Unless they’re not paying tax at all, the answer to that question is usually no: if they have them today, they should claim them today.

Waiting to claim them doesn’t really help, no matter what your tax bracket is today or might be down the road, according to Adam Scherer, partner at Soberman LLP. The way tax credits are designed, they’re “basically equivalent to a deduction at the lowest rate of tax,” he says. “Whether someone’s in the third bracket or the highest bracket, it really doesn’t make a difference.”

Negligible savings Charitable donations and other credits fall under the “use them or lose them” rule. For charitable donations, the first $200 each year will always be credited at the lowest rate. Because of that, it might seem sensible to save donation receipts and claim them all in a subsequent year.
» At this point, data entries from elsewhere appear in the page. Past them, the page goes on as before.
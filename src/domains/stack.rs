//! Bounded stack domain and its operation-script producer.

use serde::{Deserialize, Serialize};

use crate::trace::{
    Counters, Domain, Event, EventKind, ModelState, Recording, Reducer, TraceRecorder,
};
use crate::view::{Bar, Mark, ViewModel};

pub const STACK_OPERATIONS: &[&str] = &[
    "push(x): if top == capacity: overflow",
    "         a[top] = x; top = top + 1",
    "pop():   if top == 0: underflow",
    "         top = top - 1; return a[top]",
    "peek():  if top == 0: underflow",
    "         return a[top-1]",
];

/// Scripted input operation.
#[derive(Debug, Clone, Copy, PartialEq, Eq, Serialize, Deserialize)]
#[serde(tag = "op", content = "value", rename_all = "snake_case")]
pub enum StackOp {
    Push(i64),
    Pop,
    Peek,
}

#[derive(Debug, Clone, PartialEq, Eq, Serialize, Deserialize)]
#[serde(tag = "type", rename_all = "snake_case")]
pub enum StackEvent {
    Initialize { capacity: usize, items: Vec<i64> },
    Push { value: i64 },
    Pop { value: i64 },
    Peek { value: i64 },
    Overflow { value: i64 },
    Underflow,
    Complete,
}

impl EventKind for StackEvent {
    fn tag(&self) -> &'static str {
        match self {
            StackEvent::Initialize { .. } => "initialize",
            StackEvent::Push { .. } => "push",
            StackEvent::Pop { .. } => "pop",
            StackEvent::Peek { .. } => "peek",
            StackEvent::Overflow { .. } => "overflow",
            StackEvent::Underflow => "underflow",
            StackEvent::Complete => "complete",
        }
    }
}

#[derive(Debug, Clone, PartialEq, Eq, Serialize)]
pub struct StackState {
    pub items: Vec<i64>,
    pub capacity: usize,
    pub error: Option<String>,
    pub complete: bool,
    pub counters: Counters,
}

impl StackState {
    pub fn new(capacity: usize) -> Self {
        Self {
            items: Vec::new(),
            capacity,
            error: None,
            complete: false,
            counters: Counters::default(),
        }
    }
}

impl ModelState for StackState {
    fn counters(&self) -> Counters {
        self.counters
    }

    fn error(&self) -> Option<&str> {
        self.error.as_deref()
    }
}

#[derive(Debug, Clone, Copy, Default)]
pub struct StackDomain;

impl Reducer for StackDomain {
    type Kind = StackEvent;
    type State = StackState;

    fn reduce(&self, state: &StackState, event: &Event<StackEvent>) -> StackState {
        let mut next = state.clone();

        match &event.kind {
            StackEvent::Initialize { capacity, items } => {
                next = StackState {
                    items: items.clone(),
                    counters: state.counters,
                    ..StackState::new(*capacity)
                };
            }
            StackEvent::Push { value } => {
                next.counters.comparisons += 1;
                if next.items.len() < next.capacity {
                    next.items.push(*value);
                    next.counters.writes += 1;
                } else {
                    next.error = Some(overflow_message(*value));
                }
            }
            StackEvent::Pop { .. } => {
                next.counters.comparisons += 1;
                if next.items.pop().is_some() {
                    next.counters.reads += 1;
                } else {
                    next.error = Some(UNDERFLOW.to_string());
                }
            }
            StackEvent::Peek { .. } => {
                next.counters.comparisons += 1;
                next.counters.reads += 1;
            }
            StackEvent::Overflow { value } => {
                next.counters.comparisons += 1;
                next.error = Some(overflow_message(*value));
            }
            StackEvent::Underflow => {
                next.counters.comparisons += 1;
                next.error = Some(UNDERFLOW.to_string());
            }
            StackEvent::Complete => {
                next.complete = true;
            }
        }

        next
    }
}

impl Domain for StackDomain {
    fn view(&self, state: &StackState) -> ViewModel {
        let mark = if state.error.is_some() {
            Mark::Error
        } else if state.complete {
            Mark::Sorted
        } else {
            Mark::Idle
        };
        ViewModel::Stack {
            cells: state
                .items
                .iter()
                .map(|&value| Bar { value, mark })
                .collect(),
            capacity: state.capacity,
            error: state.error.clone(),
        }
    }
}

const UNDERFLOW: &str = "Stack underflow: the stack is empty";

fn overflow_message(value: i64) -> String {
    format!("Stack overflow: cannot push {value}, the stack is full")
}

/// Record `ops` against a stack of `capacity`.
///
/// Overflow and underflow are terminal: the trace ends with the error event
/// and the remaining operations are not recorded.
pub fn run_operations(capacity: usize, ops: &[StackOp]) -> Recording<StackEvent, StackState> {
    let mut items: Vec<i64> = Vec::new();
    let mut recorder = TraceRecorder::new();

    for op in ops {
        match *op {
            StackOp::Push(value) => {
                if items.len() >= capacity {
                    recorder.record(
                        Event::new(StackEvent::Overflow { value }, overflow_message(value))
                            .at_line(0),
                    );
                    return recorder.finish(StackState::new(capacity));
                }
                let top = items.len();
                items.push(value);
                recorder.record(
                    Event::new(StackEvent::Push { value }, format!("Push {value}"))
                        .at_line(1)
                        .with_modified([top]),
                );
            }
            StackOp::Pop => {
                let Some(value) = items.pop() else {
                    recorder.record(Event::new(StackEvent::Underflow, UNDERFLOW).at_line(2));
                    return recorder.finish(StackState::new(capacity));
                };
                recorder.record(
                    Event::new(StackEvent::Pop { value }, format!("Pop {value}"))
                        .at_line(3)
                        .with_active([items.len()]),
                );
            }
            StackOp::Peek => {
                let Some(&value) = items.last() else {
                    recorder.record(Event::new(StackEvent::Underflow, UNDERFLOW).at_line(4));
                    return recorder.finish(StackState::new(capacity));
                };
                recorder.record(
                    Event::new(StackEvent::Peek { value }, format!("Peek {value}"))
                        .at_line(5)
                        .with_active([items.len() - 1]),
                );
            }
        }
    }

    recorder.record(Event::new(StackEvent::Complete, "All operations done"));
    recorder.finish(StackState::new(capacity))
}

#[cfg(test)]
mod tests {
    use super::*;
    use crate::trace::replay;

    fn final_state(recording: &Recording<StackEvent, StackState>) -> StackState {
        replay(
            &StackDomain,
            &recording.initial,
            &recording.events,
            recording.events.len() as isize - 1,
        )
    }

    #[test]
    fn test_push_pop_sequence() {
        let recording = run_operations(
            3,
            &[StackOp::Push(1), StackOp::Push(2), StackOp::Pop, StackOp::Peek],
        );
        let state = final_state(&recording);

        assert_eq!(state.items, vec![1]);
        assert!(state.complete);
        assert!(state.error.is_none());
        assert_eq!(state.counters.writes, 2);
        assert_eq!(state.counters.reads, 2);
    }

    #[test]
    fn test_overflow_is_terminal() {
        let recording = run_operations(
            1,
            &[StackOp::Push(1), StackOp::Push(2), StackOp::Push(3)],
        );
        let tags: Vec<&str> = recording.events.iter().map(|e| e.tag()).collect();
        assert_eq!(tags, vec!["push", "overflow"]);

        let state = final_state(&recording);
        assert_eq!(state.items, vec![1]);
        assert!(state.error().unwrap().contains("overflow"));
        assert!(!state.complete);
    }

    #[test]
    fn test_underflow_is_terminal() {
        let recording = run_operations(2, &[StackOp::Pop, StackOp::Push(1)]);
        assert_eq!(recording.events.len(), 1);
        let state = final_state(&recording);
        assert!(state.error().unwrap().contains("underflow"));

        let ViewModel::Stack { error, .. } = StackDomain.view(&state) else {
            panic!("expected stack view");
        };
        assert!(error.is_some());
    }

    #[test]
    fn test_op_serde() {
        let ops: Vec<StackOp> =
            serde_json::from_str(r#"[{"op":"push","value":4},{"op":"pop"},{"op":"peek"}]"#)
                .unwrap();
        assert_eq!(ops, vec![StackOp::Push(4), StackOp::Pop, StackOp::Peek]);
    }

    #[test]
    fn test_initialize_replaces_items() {
        let state = StackState::new(2);
        let next = StackDomain.reduce(
            &state,
            &Event::new(
                StackEvent::Initialize {
                    capacity: 4,
                    items: vec![7, 8],
                },
                "",
            ),
        );
        assert_eq!(next.items, vec![7, 8]);
        assert_eq!(next.capacity, 4);
    }
}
But the savings of doing that are negligible, according to Scherer. Even if a client makes small donations this year and next but plans to donate a large sum in three years, “you’d basically make an extra $40 for waiting, $80 in total,” he points out. “You’ve waited three years to get the money back. It’s not the best investment in the world. Just take the cash when you can.”

The exception Medical expense claims are the one exception to the rule. When it comes to these claims, clients or their tax practitioners can choose any 12-month period to claim them. For example, if a client incurs expenses worth $2,500 in December, but plans to have eyes correction surgery the following April, it can make sense to save the December expenses and claim them the following year.

Anything medical paid out of pocket—including prescription drugs, dental work and most of the therapies ending in “y” (osteopathy, psychiatry, physiotherapy, doctor-prescribed massage therapy)—qualify for the credit.

However, not all medical expenses are eligible—the first $2,000 in expenses will not qualify for credit, assuming the client is earning over $65,000.